_What is being asked_: In the records below, the line with "async fn embed_batch(&self, texts: &[&str])" opens the range and the line with "let mut vectors = model" closes it; print that range exactly and nothing else.

[Collected data entries]
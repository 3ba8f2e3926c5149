//! FastEmbed embedding provider.
//!
//! Wraps the `fastembed` crate to provide local embedding generation via
//! pre-trained models (e.g., BGE-small, AllMiniLM).
//!
//! # Thread Safety
//!
//! `fastembed::TextEmbedding` is not `Send + Sync`, so we wrap it in
//! `Arc<Mutex<>>` and use `tokio::task::spawn_blocking` for embedding calls.
//!
//! # Feature Gate
//!
//! This module requires the `vector-fastembed` feature.

use crate::embedding::{l2_normalize, EmbeddingProvider};
use async_trait::async_trait;
use civica_core::{Error, Result};
use std::sync::{Arc, Mutex};

/// Map a model name string to a fastembed `EmbeddingModel` enum variant.
fn resolve_model(name: &str) -> Result<fastembed::EmbeddingModel> {
    match name {
        "bge-small-en-v1.5" | "BGESmallENV15" => Ok(fastembed::EmbeddingModel::BGESmallENV15),
        "all-minilm-l6-v2" | "AllMiniLML6V2" => Ok(fastembed::EmbeddingModel::AllMiniLML6V2),
        "bge-base-en-v1.5" | "BGEBaseENV15" => Ok(fastembed::EmbeddingModel::BGEBaseENV15),
        "bge-large-en-v1.5" | "BGELargeENV15" => Ok(fastembed::EmbeddingModel::BGELargeENV15),
        other => Err(Error::config(format!(
            "Unknown embedding model: '{other}'. Supported: bge-small-en-v1.5, all-minilm-l6-v2, bge-base-en-v1.5, bge-large-en-v1.5"
        ))),
    }
}

/// FastEmbed-based embedding provider.
///
/// Uses locally-downloaded transformer models. The model is loaded once and
/// reused for all subsequent calls; outputs are re-normalized to unit length
/// so the cosine-via-inner-product contract holds regardless of model.
pub struct FastEmbedProvider {
    model: Arc<Mutex<fastembed::TextEmbedding>>,
    dimension: usize,
    model_name: String,
}

impl FastEmbedProvider {
    /// Create a new FastEmbed provider with the given model name.
    ///
    /// Downloads the model if not cached locally. A missing or unloadable
    /// model artifact is a configuration error: the caller must not proceed
    /// with a partially initialized provider.
    ///
    /// # Arguments
    ///
    /// * `model_name` - Model identifier (e.g., "bge-small-en-v1.5")
    /// * `cache_path` - Optional directory for model file caching
    pub fn new(model_name: &str, cache_path: Option<&str>) -> Result<Self> {
        let model_enum = resolve_model(model_name)?;

        let mut init = fastembed::InitOptions::new(model_enum);
        if let Some(path) = cache_path {
            init = init.with_cache_dir(std::path::PathBuf::from(path));
        }

        let text_embedding = fastembed::TextEmbedding::try_new(init)
            .map_err(|e| Error::config(format!("Failed to initialize fastembed model: {e}")))?;

        // Probe dimension via a test embedding
        let probe = text_embedding
            .embed(vec!["dimension probe"], None)
            .map_err(|e| Error::config(format!("Failed to probe embedding dimension: {e}")))?;

        let dimension = probe
            .first()
            .map(|v| v.len())
            .ok_or_else(|| Error::config("Empty probe embedding"))?;

        log::info!("loaded embedding model {model_name} (dim {dimension})");

        Ok(Self {
            model: Arc::new(Mutex::new(text_embedding)),
            dimension,
            model_name: model_name.to_string(),
        })
    }
}

#[async_trait]
impl EmbeddingProvider for FastEmbedProvider {
    async fn embed(&self, text: &str) -> Result<Vec<f32>> {
        let model = self.model.clone();
        let text = text.to_string();

        tokio::task::spawn_blocking(move || {
            let model = model
                .lock()
                .map_err(|e| Error::operation(format!("Mutex poisoned: {e}")))?;
            let results = model
                .embed(vec![text], None)
                .map_err(|e| Error::operation(format!("Embedding failed: {e}")))?;
            let mut vector = results
                .into_iter()
                .next()
                .ok_or_else(|| Error::operation("No embedding returned"))?;
            l2_normalize(&mut vector);
            Ok(vector)
        })
        .await
        .map_err(|e| Error::operation(format!("spawn_blocking failed: {e}")))?
    }

    async fn embed_batch(&self, texts: &[&str]) -> Result<Vec<Vec<f32>>> {
        let model = self.model.clone();
        let texts: Vec<String> = texts.iter().map(|t| t.to_string()).collect();

        tokio::task::spawn_blocking(move || {
            let model = model
                .lock()
                .map_err(|e| Error::operation(format!("Mutex poisoned: {e}")))?;
            let mut vectors = model
                .embed(texts, None)
                .map_err(|e| Error::operation(format!("Batch embedding failed: {e}")))?;
            for v in &mut vectors {
                l2_normalize(v);
            }
            Ok(vectors)
        })
        .await
        .map_err(|e| Error::operation(format!("spawn_blocking failed: {e}")))?
    }

    fn dimension(&self) -> usize {
        self.dimension
    }

    fn name(&self) -> &str {
        &self.model_name
    }
}

impl std::fmt::Debug for FastEmbedProvider {
    fn fmt(&self, f: &mut std::fmt::Formatter<'_>) -> std::fmt::Result {
        f.debug_struct("FastEmbedProvider")
            .field("model", &self.model_name)
            .field("dimension", &self.dimension)
            .finish()
    }
}

// ============================================================================
// Tests
// ============================================================================
//! Retrieval configuration.
//!
//! Controls backend selection, embedding model, artifact paths, the adaptive
//! candidate pool, and the runtime safety knobs. All fields have serde
//! defaults so partial configuration files and env overlays work.

use civica_core::{Error, Result};
use serde::{Deserialize, Serialize};

/// Semantic retrieval configuration.
#[derive(Debug, Clone, Serialize, Deserialize)]
#[serde(default)]
pub struct SemanticConfig {
    /// Whether semantic search is enabled at all.
    pub enabled: bool,

    /// Backend selector: "local" or "relational".
    pub backend: String,

    /// Embedding provider: "fastembed" or "mock".
    pub provider: String,

    /// Embedding model name (e.g., "bge-small-en-v1.5").
    pub model: String,

    /// Embedding dimension (auto-detected if 0; mock provider default 384).
    pub dimension: usize,

    /// Directory holding the local index artifact set.
    pub index_path: Option<String>,

    /// Cache directory for embedding model downloads.
    pub cache_path: Option<String>,

    /// Postgres connection URL for the relational backend.
    pub database_url: Option<String>,

    /// Maximum characters embedded per content chunk.
    pub chunk_max_chars: usize,

    /// Minimum normalized text length for a row to be embedded.
    pub min_content_chars: usize,

    /// Batch size for embedding operations.
    pub batch_size: usize,

    /// Base candidate pool size for the adaptive orchestrator.
    pub pool_base: usize,

    /// Maximum candidate pool size.
    pub pool_max: usize,

    /// Pool expansion factor applied when post-filter results run short.
    pub pool_expansion_factor: usize,

    /// Maximum candidates passed to the relational reranker.
    pub rerank_candidate_cap: usize,

    /// Fail instead of degrading to brute-force when the native ANN
    /// library is unavailable.
    pub require_ann: bool,

    /// Explicit override acknowledging a multi-process deployment.
    pub allow_multi_process: bool,

    /// Worker process count declared by the deployment. Injected, never
    /// inferred from process introspection.
    pub worker_processes: usize,
}

fn default_backend() -> String {
    "local".to_string()
}

fn default_provider() -> String {
    "fastembed".to_string()
}

fn default_model() -> String {
    "bge-small-en-v1.5".to_string()
}

impl Default for SemanticConfig {
    fn default() -> Self {
        Self {
            enabled: true,
            backend: default_backend(),
            provider: default_provider(),
            model: default_model(),
            dimension: 0,
            index_path: None,
            cache_path: None,
            database_url: None,
            chunk_max_chars: 2000,
            min_content_chars: 25,
            batch_size: 64,
            pool_base: 200,
            pool_max: 3200,
            pool_expansion_factor: 4,
            rerank_candidate_cap: 200,
            require_ann: false,
            allow_multi_process: false,
            worker_processes: 1,
        }
    }
}

impl SemanticConfig {
    /// Validate values that have no sensible fallback.
    pub fn validate(&self) -> Result<()> {
        if self.backend != "local" && self.backend != "relational" {
            return Err(Error::config(format!(
                "Unknown backend '{}'. Supported: local, relational",
                self.backend
            )));
        }
        if self.pool_base == 0 {
            return Err(Error::config("pool_base must be at least 1"));
        }
        if self.pool_expansion_factor < 2 {
            return Err(Error::config("pool_expansion_factor must be at least 2"));
        }
        if self.pool_max < self.pool_base {
            return Err(Error::config("pool_max must be >= pool_base"));
        }
        if self.chunk_max_chars < self.min_content_chars {
            return Err(Error::config(
                "chunk_max_chars must be >= min_content_chars",
            ));
        }
        Ok(())
    }

    /// Directory for the local artifact set, erroring when unset.
    pub fn index_dir(&self) -> Result<std::path::PathBuf> {
        self.index_path
            .as_ref()
            .map(std::path::PathBuf::from)
            .ok_or_else(|| Error::config("index_path is not configured"))
    }
}

// ============================================================================
// Tests
// ============================================================================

_Solution for this task_:
    async fn embed_batch(&self, texts: &[&str]) -> Result<Vec<Vec<f32>>> {
        let model = self.model.clone();
        let texts: Vec<String> = texts.iter().map(|t| t.to_string()).collect();

        tokio::task::spawn_blocking(move || {
            let model = model
                .lock()
                .map_err(|e| Error::operation(format!("Mutex poisoned: {e}")))?;
            let mut vectors = model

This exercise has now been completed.